Are you an entrepreneur who would like to run your business in a way that also benefits society and the environment? Or are you a consumer who would like to deal with some of the most ethical, sustainable firms? “B Corporations” may be what you’re seeking. There are now 155 “B Corps” in Canada, including 72 in Ontario.
My first experience with the concept of Fair Trade was in a church basement in the 70’s. It’s grown a lot since then. I was fortunate to have worked at Bridgehead back before it was a popular Ottawa coffee shop, but rather sold wholesale goods that had been ethically produced. I was able to watch the formation of Fair Trademark Canada, and the growth of brand awareness that grew in Canada as people began to realize the impact that basic routines like buying their morning coffee, could have on people on the other side of the world. We’ve come a long ways since then and there are many other brands out there for consumers who want to purchase products that can help in some small way to leave the world a little better off.
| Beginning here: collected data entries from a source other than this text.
//! # Data Models
//!
//! This module contains the SeaORM entities and shared response types used
//! throughout the accountlink service.

use serde::{Deserialize, Serialize};
use utoipa::ToSchema;

pub mod connected_account;
pub mod session;
pub mod user;

pub use connected_account::Entity as ConnectedAccount;
pub use session::Entity as Session;
pub use user::Entity as User;

/// Basic service information response
#[derive(Debug, Clone, Serialize, Deserialize, ToSchema)]
pub struct ServiceInfo {
    /// The name of the service
    pub service: String,
    /// The version of the service
    pub version: String,
}

impl Default for ServiceInfo {
    fn default() -> Self {
        Self {
            service: "accountlink".to_string(),
            version: env!("CARGO_PKG_VERSION").to_string(),
        }
    }
}
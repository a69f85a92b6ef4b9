//! # accountlink entry point
//!
//! `serve` (the default) runs the HTTP service, `migrate` applies the
//! schema migrations, `purge-sessions` removes expired session rows.

use accountlink::{
    config::ConfigLoader,
    db,
    repositories::SessionRepository,
    server::run_server,
    telemetry::init_tracing,
};
use anyhow::{Context, Result};
use clap::{Parser, Subcommand};
use std::path::PathBuf;
use std::sync::Arc;

#[derive(Debug, Parser)]
#[command(name = "accountlink", version, about = "Social login account linking service")]
struct Cli {
    /// Directory holding the `.env*` files (defaults to the working directory)
    #[arg(long, global = true)]
    env_dir: Option<PathBuf>,

    #[command(subcommand)]
    command: Option<Command>,
}

#[derive(Debug, Subcommand)]
enum Command {
    /// Run the HTTP server
    Serve {
        /// Apply pending migrations before serving
        #[arg(long)]
        migrate: bool,
    },
    /// Apply pending database migrations and exit
    Migrate,
    /// Delete expired sessions and exit
    PurgeSessions,
}

#[tokio::main]
async fn main() -> Result<()> {
    let cli = Cli::parse();

    let loader = match cli.env_dir {
        Some(dir) => ConfigLoader::with_base_dir(dir),
        None => ConfigLoader::new(),
    };
    let config = loader.load().context("loading configuration")?;

    init_tracing(&config).context("initializing telemetry")?;
    tracing::info!(profile = %config.profile, "Loaded configuration");
    if let Ok(redacted_json) = config.redacted_json() {
        tracing::debug!(config = %redacted_json, "Effective configuration");
    }

    let command = cli.command.unwrap_or(Command::Serve { migrate: false });

    let db = db::init_pool(&config)
        .await
        .context("initializing database connection pool")?;

    match command {
        Command::Migrate => db::run_migrations(&db).await,
        Command::PurgeSessions => {
            let purged = SessionRepository::new(Arc::new(db))
                .purge_expired()
                .await
                .context("purging expired sessions")?;
            tracing::info!(purged, "Expired sessions removed");
            Ok(())
        }
        Command::Serve { migrate } => {
            if migrate {
                db::run_migrations(&db).await?;
            }
            run_server(config, db).await
        }
    }
}
//! Database migrations for the accountlink service.
//!
//! This module contains all database migrations using SeaORM Migration.

pub use sea_orm_migration::prelude::*;

mod m2025_01_01_000001_create_users;
mod m2025_01_01_000002_create_connected_accounts;
mod m2025_01_01_000003_create_sessions;

pub struct Migrator;

#[async_trait::async_trait]
impl MigratorTrait for Migrator {
    fn migrations() -> Vec<Box<dyn MigrationTrait>> {
        vec![
            Box::new(m2025_01_01_000001_create_users::Migration),
            Box::new(m2025_01_01_000002_create_connected_accounts::Migration),
            Box::new(m2025_01_01_000003_create_sessions::Migration),
        ]
    }
}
I own a small web development company that has been creating web applications and websites using open-source software since we set up shop in 1999. Since I started this company I have been thinking about how to be an ethical company and respect the environment, my staff and hold to the broader principles which I believe in. Running a business is a pretty amazing ride and most support for small business owners is focused on how to grow your business and become more profitable. Those aren’t necessarily bad things, but many companies have taken this to an extreme which are not healthy for the environment, the company’s staff or the communities they are based in.
I was immediately interested in the idea of Certified Benefit Corporations (or BCorps) but didn’t see how I could benefit. I felt that there really wasn’t much that my small business could do to reduce our footprint or increase our impact on society. It seemed like a good idea for others, but something that there really wasn’t much that OpenConcept could learn from. Fortunately, I was wrong about this.
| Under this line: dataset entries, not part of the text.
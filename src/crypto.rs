//! Token encryption module using AES-256-GCM
//!
//! Provider access and refresh tokens are stored encrypted on the connected
//! account row. The `(provider, provider_id)` pair is bound in as additional
//! authenticated data so a ciphertext cannot be moved to another link.

#![allow(deprecated)]

use aes_gcm::{
    Aes256Gcm, Key, Nonce,
    aead::{Aead, AeadCore, KeyInit, OsRng, Payload},
};
use thiserror::Error;
use zeroize::{Zeroize, ZeroizeOnDrop};

use crate::models::connected_account::Model as ConnectedAccountModel;

const VERSION_ENCRYPTED: u8 = 0x01;
const VERSION_FIELD_LEN: usize = 1;
const NONCE_LEN: usize = 12;
const TAG_LEN: usize = 16;
const MIN_ENCRYPTED_LEN: usize = VERSION_FIELD_LEN + NONCE_LEN + TAG_LEN;

/// Crypto error types
#[derive(Debug, Error)]
pub enum CryptoError {
    #[error("invalid key length: expected 32 bytes, got {0}")]
    InvalidKeyLength(usize),
    #[error("encryption failed: {0}")]
    EncryptionFailed(String),
    #[error("decryption failed: {0}")]
    DecryptionFailed(String),
    #[error("invalid ciphertext format")]
    InvalidFormat,
    #[error("empty ciphertext")]
    EmptyCiphertext,
}

/// Secure wrapper for encryption keys with zeroization
#[derive(Debug, Clone, Zeroize, ZeroizeOnDrop)]
pub struct ZeroizingKey(Vec<u8>);

/// Type alias for crypto keys
pub type CryptoKey = ZeroizingKey;

impl CryptoKey {
    /// Create a new crypto key from bytes
    pub fn new(bytes: Vec<u8>) -> Result<Self, CryptoError> {
        if bytes.len() != 32 {
            return Err(CryptoError::InvalidKeyLength(bytes.len()));
        }
        Ok(ZeroizingKey(bytes))
    }

    /// Get the key as bytes
    pub fn as_bytes(&self) -> &[u8] {
        &self.0
    }
}

/// Encrypt bytes using AES-256-GCM.
///
/// Output layout: version byte, 12-byte nonce, ciphertext with tag.
pub fn encrypt_bytes(
    key: &CryptoKey,
    aad: &[u8],
    plaintext: &[u8],
) -> Result<Vec<u8>, CryptoError> {
    let cipher_key = Key::<Aes256Gcm>::from_slice(key.as_bytes());
    let cipher = Aes256Gcm::new(cipher_key);

    let nonce = Aes256Gcm::generate_nonce(&mut OsRng);

    let mut ciphertext = cipher
        .encrypt(
            &nonce,
            Payload {
                msg: plaintext,
                aad,
            },
        )
        .map_err(|e| CryptoError::EncryptionFailed(e.to_string()))?;

    let mut result = Vec::with_capacity(VERSION_FIELD_LEN + NONCE_LEN + ciphertext.len());
    result.push(VERSION_ENCRYPTED);
    result.extend_from_slice(&nonce);
    result.append(&mut ciphertext);

    Ok(result)
}

/// Decrypt bytes produced by [`encrypt_bytes`]
pub fn decrypt_bytes(
    key: &CryptoKey,
    aad: &[u8],
    ciphertext: &[u8],
) -> Result<Vec<u8>, CryptoError> {
    if ciphertext.is_empty() {
        return Err(CryptoError::EmptyCiphertext);
    }

    if !is_encrypted_payload(ciphertext) {
        return Err(CryptoError::InvalidFormat);
    }

    let nonce = Nonce::from_slice(&ciphertext[VERSION_FIELD_LEN..VERSION_FIELD_LEN + NONCE_LEN]);
    let tag_and_ct = &ciphertext[VERSION_FIELD_LEN + NONCE_LEN..];

    let cipher_key = Key::<Aes256Gcm>::from_slice(key.as_bytes());
    let cipher = Aes256Gcm::new(cipher_key);

    cipher
        .decrypt(
            nonce,
            Payload {
                msg: tag_and_ct,
                aad,
            },
        )
        .map_err(|e| CryptoError::DecryptionFailed(e.to_string()))
}

/// Determine if a payload is using the encrypted format
pub fn is_encrypted_payload(ciphertext: &[u8]) -> bool {
    ciphertext.len() >= MIN_ENCRYPTED_LEN && ciphertext[0] == VERSION_ENCRYPTED
}

fn account_aad(provider: &str, provider_id: &str) -> String {
    format!("{}|{}", provider, provider_id)
}

/// Type alias for encrypted token result
type EncryptedTokens = Result<(Option<Vec<u8>>, Option<Vec<u8>>), CryptoError>;

/// Encrypt the access and refresh tokens for a `(provider, provider_id)` link
pub fn encrypt_account_tokens(
    key: &CryptoKey,
    provider: &str,
    provider_id: &str,
    access_token: Option<&str>,
    refresh_token: Option<&str>,
) -> EncryptedTokens {
    let aad = account_aad(provider, provider_id);

    let encrypted_access_token = access_token
        .map(|token| encrypt_bytes(key, aad.as_bytes(), token.as_bytes()))
        .transpose()?;

    let encrypted_refresh_token = refresh_token
        .map(|token| encrypt_bytes(key, aad.as_bytes(), token.as_bytes()))
        .transpose()?;

    Ok((encrypted_access_token, encrypted_refresh_token))
}

/// Type alias for decrypted token result
type DecryptedTokens = Result<(Option<String>, Option<String>), CryptoError>;

/// Decrypt the tokens stored on a connected account
pub fn decrypt_account_tokens(key: &CryptoKey, account: &ConnectedAccountModel) -> DecryptedTokens {
    let aad = account_aad(&account.provider, &account.provider_id);

    let decrypt = |ciphertext: Option<&Vec<u8>>| -> Result<Option<String>, CryptoError> {
        ciphertext
            .map(|token| {
                decrypt_bytes(key, aad.as_bytes(), token).and_then(|bytes| {
                    String::from_utf8(bytes)
                        .map_err(|e| CryptoError::DecryptionFailed(format!("Invalid UTF-8: {}", e)))
                })
            })
            .transpose()
    };

    let access_token = decrypt(account.token_ciphertext.as_ref())?;
    let refresh_token = decrypt(account.refresh_token_ciphertext.as_ref())?;

    Ok((access_token, refresh_token))
}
We certified for the first time in 2013 and recently completed the recertification process for the first time. To become a BCorp, businesses must complete an Impact Assessment which is managed by a non-profit called BLabs. This is essentially a long questionnaire which asks organizations to give information on their governance structure, their environmental footprint, their human resources policies and more. This survey is constantly being updated to ensure that it is able to keep up with best practices of the BCorps community. The Impact Assessment is free for anyone to try and it most organizations can benefit from taking it: http://bimpactassessment.net/
Each BCorp has the results of their Impact Assessment publicly displayed on the BCorp website. Ours can be found here:
What I realized is that there are really so many ways that organizations can be better. If we simply look at organizations immediately around us then it is pretty easy to be happy with things like making less use of the furnace or air-conditioner. These are good things, but are really nothing when compared with the work that global leaders like Patagonia and Ben & Jerry’s are doing to leverage their brands to increase their impact.
In 2014 & 2016 we got an award from BCorps as being one of the Best for Workers. We are always looking to find ways to make the world a better place with open-source software. As a software development company, it is hard to support a work-life balance for our employees, but the BCorp framework helps us keep this best practice in focus.
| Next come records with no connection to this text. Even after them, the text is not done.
//! Decision-table tests for [`CallbackResolver`] over in-memory collaborators.

use std::sync::{Arc, Mutex};

use async_trait::async_trait;
use chrono::Utc;
use uuid::Uuid;

use super::*;
use crate::repositories::USER;

#[derive(Default)]
struct Store {
    users: Vec<User>,
    accounts: Vec<ConnectedAccount>,
    writes: Vec<&'static str>,
}

/// In-memory users and links. `link_conflict` / `user_conflict` make the
/// corresponding create fail as if another request won the race.
#[derive(Default)]
struct FakeStore {
    inner: Mutex<Store>,
    link_conflict: bool,
    user_conflict: bool,
}

impl FakeStore {
    fn add_user(&self, email: &str) -> User {
        let now = Utc::now();
        let user = User {
            id: Uuid::new_v4(),
            name: email.to_string(),
            email: email.to_string(),
            email_verified_at: None,
            current_connected_account_id: None,
            created_at: now,
            updated_at: now,
        };
        self.inner.lock().unwrap().users.push(user.clone());
        user
    }

    fn add_link(&self, user: &User, provider: &str, provider_id: &str) -> ConnectedAccount {
        let account = account_for(user.id, provider, provider_id);
        self.inner.lock().unwrap().accounts.push(account.clone());
        account
    }

    fn writes(&self) -> Vec<&'static str> {
        self.inner.lock().unwrap().writes.clone()
    }

    fn user_count(&self) -> usize {
        self.inner.lock().unwrap().users.len()
    }

    fn account_count(&self) -> usize {
        self.inner.lock().unwrap().accounts.len()
    }

    fn user(&self, id: Uuid) -> User {
        self.inner
            .lock()
            .unwrap()
            .users
            .iter()
            .find(|user| user.id == id)
            .cloned()
            .unwrap()
    }
}

fn account_for(user_id: Uuid, provider: &str, provider_id: &str) -> ConnectedAccount {
    let now = Utc::now();
    ConnectedAccount {
        id: Uuid::new_v4(),
        user_id,
        provider: provider.to_string(),
        provider_id: provider_id.to_string(),
        name: None,
        nickname: None,
        email: None,
        avatar_path: None,
        token_ciphertext: None,
        refresh_token_ciphertext: None,
        expires_at: None,
        created_at: now,
        updated_at: now,
    }
}

#[async_trait]
impl UserLookup for FakeStore {
    async fn find_user_by_id(&self, id: Uuid) -> Result<Option<User>, StoreError> {
        let store = self.inner.lock().unwrap();
        Ok(store.users.iter().find(|user| user.id == id).cloned())
    }

    async fn find_user_by_email(&self, email: &str) -> Result<Option<User>, StoreError> {
        let store = self.inner.lock().unwrap();
        Ok(store.users.iter().find(|user| user.email == email).cloned())
    }
}
//! # Sessions
//!
//! Server-side sessions addressed by an opaque cookie token. The session
//! carries the authenticated user, the URL the visitor came from before the
//! provider redirect, the pending OAuth authorization, and one-shot flash
//! data (banner plus per-provider errors).

use std::collections::BTreeMap;

use async_trait::async_trait;
use axum::{
    extract::{FromRef, FromRequestParts},
    http::{HeaderMap, HeaderValue, header::COOKIE, request::Parts},
};
use chrono::{DateTime, Duration, Utc};
use rand::Rng;
use serde::{Deserialize, Serialize};
use subtle::ConstantTimeEq;
use url::Url;
use utoipa::ToSchema;
use uuid::Uuid;

use crate::config::AppConfig;
use crate::error::ApiError;
use crate::repositories::{SessionRepository, StoreError};
use crate::resolver::{LoginResponse, NoticeStyle, SessionLogin, User};

/// How long a pending provider redirect stays valid
pub const PENDING_AUTHORIZATION_TTL_MINUTES: i64 = 10;

/// 32 random bytes, URL-safe base64. Used for session tokens and OAuth state.
pub fn generate_token() -> String {
    let mut bytes = [0u8; 32];
    rand::thread_rng().fill(&mut bytes);
    base64_url::encode(&bytes)
}

/// Constant-time comparison of an OAuth state parameter
pub fn state_matches(expected: &str, received: &str) -> bool {
    expected.as_bytes().ct_eq(received.as_bytes()).into()
}

/// A provider redirect waiting for its callback
#[derive(Debug, Clone, PartialEq, Eq, Serialize, Deserialize)]
pub struct PendingAuthorization {
    pub provider: String,
    pub state: String,
    pub pkce_verifier: String,
    pub created_at: DateTime<Utc>,
}

impl PendingAuthorization {
    pub fn is_expired(&self, now: DateTime<Utc>) -> bool {
        now - self.created_at > Duration::minutes(PENDING_AUTHORIZATION_TTL_MINUTES)
    }
}

#[derive(Debug, Clone, Copy, PartialEq, Eq, Serialize, Deserialize, ToSchema)]
#[serde(rename_all = "snake_case")]
pub enum BannerStyle {
    Success,
    Danger,
}

#[derive(Debug, Clone, PartialEq, Eq, Serialize, Deserialize, ToSchema)]
pub struct Banner {
    pub style: BannerStyle,
    pub message: String,
}

/// Data shown once on the next page
#[derive(Debug, Clone, Default, PartialEq, Eq, Serialize, Deserialize, ToSchema)]
pub struct Flash {
    #[serde(default, skip_serializing_if = "Option::is_none")]
    pub banner: Option<Banner>,
    /// Form errors keyed by field (the provider name for OAuth failures)
    #[serde(default, skip_serializing_if = "BTreeMap::is_empty")]
    pub errors: BTreeMap<String, String>,
}

impl Flash {
    pub fn is_empty(&self) -> bool {
        self.banner.is_none() && self.errors.is_empty()
    }
}

/// Serialized session payload
#[derive(Debug, Clone, Default, PartialEq, Eq, Serialize, Deserialize)]
pub struct SessionData {
    #[serde(default, skip_serializing_if = "Option::is_none")]
    pub user_id: Option<Uuid>,
    #[serde(default)]
    pub remember: bool,
    /// Page the visitor was on before being sent to a provider
    #[serde(default, skip_serializing_if = "Option::is_none")]
    pub previous_url: Option<String>,
    #[serde(default, skip_serializing_if = "Option::is_none")]
    pub pending: Option<PendingAuthorization>,
    #[serde(default, skip_serializing_if = "Flash::is_empty")]
    pub flash: Flash,
}

impl SessionData {
    /// Attach a notice from a callback outcome to the flash data
    pub fn flash_notice(&mut self, style: NoticeStyle, field: &str, message: String) {
        match style {
            NoticeStyle::Banner => {
                self.flash.banner = Some(Banner {
                    style: BannerStyle::Success,
                    message,
                })
            }
            NoticeStyle::DangerBanner => {
                self.flash.banner = Some(Banner {
                    style: BannerStyle::Danger,
                    message,
                })
            }
            NoticeStyle::FieldError => {
                self.flash.errors.insert(field.to_string(), message);
            }
        }
    }
}

/// Whether `previous_url` points at the registration page (same origin and path)
pub fn is_registration_arrival(previous_url: Option<&str>, register_url: &Url) -> bool {
    let Some(previous) = previous_url else {
        return false;
    };
    let Ok(previous) = register_url.join(previous) else {
        return false;
    };

    previous.origin() == register_url.origin()
        && previous.path().trim_end_matches('/') == register_url.path().trim_end_matches('/')
}

/// Read a cookie value from every `Cookie` header
pub fn read_cookie(headers: &HeaderMap, name: &str) -> Option<String> {
    headers
        .get_all(COOKIE)
        .iter()
        .filter_map(|value| value.to_str().ok())
        .flat_map(|value| value.split(';'))
        .filter_map(|pair| pair.trim().split_once('='))
        .find(|(key, _)| *key == name)
        .map(|(_, value)| value.trim_matches('"').to_string())
        .filter(|value| !value.is_empty())
}

/// A request's session
#[derive(Debug, Clone)]
pub struct SessionHandle {
    token: String,
    /// Token replaced by [`SessionHandle::regenerate`], deleted on persist
    retired_token: Option<String>,
    data: SessionData,
    stored: bool,
    dirty: bool,
}

impl SessionHandle {
    fn fresh() -> Self {
        Self {
            token: generate_token(),
            retired_token: None,
            data: SessionData::default(),
            stored: false,
            dirty: false,
        }
    }

    pub fn data(&self) -> &SessionData {
        &self.data
    }

    pub fn data_mut(&mut self) -> &mut SessionData {
        self.dirty = true;
        &mut self.data
    }

    pub fn user_id(&self) -> Option<Uuid> {
        self.data.user_id
    }

    /// Issue a new token for the same data (on login and logout)
    pub fn regenerate(&mut self) {
        let old = std::mem::replace(&mut self.token, generate_token());
        if self.stored && self.retired_token.is_none() {
            self.retired_token = Some(old);
        }
        self.dirty = true;
    }

    /// Consume the flash data
    pub fn take_flash(&mut self) -> Flash {
        if self.data.flash.is_empty() {
            return Flash::default();
        }
        self.dirty = true;
        std::mem::take(&mut self.data.flash)
    }

    /// Consume the pending OAuth authorization
    pub fn take_pending(&mut self) -> Option<PendingAuthorization> {
        let pending = self.data.pending.take();
        if pending.is_some() {
            self.dirty = true;
        }
        pending
    }

    /// Clear the authenticated user and start over with a new token
    pub fn logout(&mut self) {
        self.data = SessionData::default();
        self.regenerate();
    }
}

/// Loads and persists sessions, and formats the session cookie
#[derive(Debug, Clone)]
pub struct SessionStore {
    repository: SessionRepository,
    cookie_name: String,
    lifetime: Duration,
    remember_lifetime: Duration,
    secure: bool,
}

impl SessionStore {
    pub fn new(repository: SessionRepository, config: &AppConfig) -> Self {
        Self {
            repository,
            cookie_name: config.session.cookie_name.clone(),
            lifetime: Duration::minutes(config.session.lifetime_minutes),
            remember_lifetime: Duration::days(config.session.remember_lifetime_days),
            secure: config.app_url.starts_with("https://"),
        }
    }

    pub async fn purge_expired(&self) -> Result<u64, StoreError> {
        self.repository.purge_expired().await
    }

    /// Load the session named by the request cookie, or start a fresh one
    pub async fn load(&self, headers: &HeaderMap) -> Result<SessionHandle, StoreError> {
        let Some(token) = read_cookie(headers, &self.cookie_name) else {
            return Ok(SessionHandle::fresh());
        };

        let Some(record) = self.repository.find_active(&token).await? else {
            tracing::debug!("Session cookie did not match an active session");
            return Ok(SessionHandle::fresh());
        };

        let data: SessionData = match serde_json::from_value(record.payload) {
            Ok(data) => data,
            Err(error) => {
                tracing::warn!(%error, "Discarding unreadable session payload");
                return Ok(SessionHandle::fresh());
            }
        };

        Ok(SessionHandle {
            token,
            retired_token: None,
            data,
            stored: true,
            dirty: false,
        })
    }

    /// Write a modified session back and return the `Set-Cookie` value to send
    pub async fn persist(&self, handle: SessionHandle) -> Result<Option<HeaderValue>, StoreError> {
        if !handle.dirty {
            return Ok(None);
        }

        if let Some(retired) = &handle.retired_token {
            self.repository.delete(retired).await?;
        }

        let lifetime = if handle.data.remember {
            self.remember_lifetime
        } else {
            self.lifetime
        };
        let payload = serde_json::to_value(&handle.data)?;
        self.repository
            .upsert(
                &handle.token,
                handle.data.user_id,
                payload,
                Utc::now() + lifetime,
            )
            .await?;

        Ok(HeaderValue::from_str(&self.cookie(&handle.token, lifetime.num_seconds())).ok())
    }

    fn cookie(&self, token: &str, max_age: i64) -> String {
        let mut cookie = format!(
            "{}={}; Path=/; HttpOnly; SameSite=Lax; Max-Age={}",
            self.cookie_name, token, max_age
        );
        if self.secure {
            cookie.push_str("; Secure");
        }
        cookie
    }
}

impl<S> FromRequestParts<S> for SessionHandle
where
    SessionStore: FromRef<S>,
    S: Send + Sync,
{
    type Rejection = ApiError;

    async fn from_request_parts(parts: &mut Parts, state: &S) -> Result<Self, Self::Rejection> {
        let store = SessionStore::from_ref(state);
        Ok(store.load(&parts.headers).await?)
    }
}

/// Logs a user into the wrapped session
pub struct SessionGuard<'a> {
    handle: &'a mut SessionHandle,
}

impl<'a> SessionGuard<'a> {
    pub fn new(handle: &'a mut SessionHandle) -> Self {
        Self { handle }
    }
}

#[async_trait]
impl SessionLogin for SessionGuard<'_> {
    async fn login(&mut self, user: &User, remember: bool) -> Result<LoginResponse, StoreError> {
        self.handle.regenerate();
        let data = self.handle.data_mut();
        data.user_id = Some(user.id);
        data.remember = remember;
        data.pending = None;

        tracing::info!(user_id = %user.id, remember, "User logged in");
        Ok(LoginResponse {
            user_id: user.id,
            remember,
        })
    }
}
We have published several articles and made presentations on the exponential growth of energy consumption from Information Communications Technology and highlighted approaches that sites can take to reduce their load. This was done in conjunction with other BCorps who are working to raise awareness about the invisible costs of our industry. With climate change, everyone needs to do all that they can to reduce our impact.
By joining BCorps like this, OpenConcept is being challenged to do more. A few things that we now have more incentives to do include measuring CO2 emissions, setting up a recycling program and keeping track of our water usage. We have also set up a procurement policy which is there to encourage us to think more carefully about what we buy. We can now also compare this year’s score with what we did two years ago to help us evaluate how we can do better in the future.
Like other BCorps we believe that it is important to Measure what Matters. When you are buying products and services, take the time to look for the BCorp Brand.
About The Author
Mike Gifford is the founder of OpenConcept Consulting Inc, which he started in 1999. Since then, he has been particularly active in developing and extending open source content management systems to allow people to get closer to their content. Before starting OpenConcept, Mike had worked for a number of national NGOs including Oxfam Canada and Friends of the Earth.